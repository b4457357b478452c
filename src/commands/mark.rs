use anyhow::{Context, Result};

use matchday::config::Config;
use matchday::models::{EventId, Stage};

use super::open_ledger;

/// Record a stage as published without publishing anything
pub async fn mark(config: Config, event_id: EventId, stage: &str) -> Result<()> {
    let stage = Stage::parse(stage).with_context(|| format!("Unknown stage: {stage}"))?;
    let ledger = open_ledger(&config).await?;

    let newly_set = ledger.mark_published(event_id, stage).await?;
    tracing::info!(event_id = %event_id, stage = %stage, newly_set, "Stage marked by operator");

    if newly_set {
        println!("Marked {} of event {} as published", stage.thread_name(), event_id);
    } else {
        println!("{} of event {} was already published", stage.thread_name(), event_id);
    }
    Ok(())
}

____

# WHAT YOU ARE ASKED TO DO:
Report the number of lines in the material above that include the string "await". Nothing else belongs in the answer.

# RESULT OF THIS TASK:
2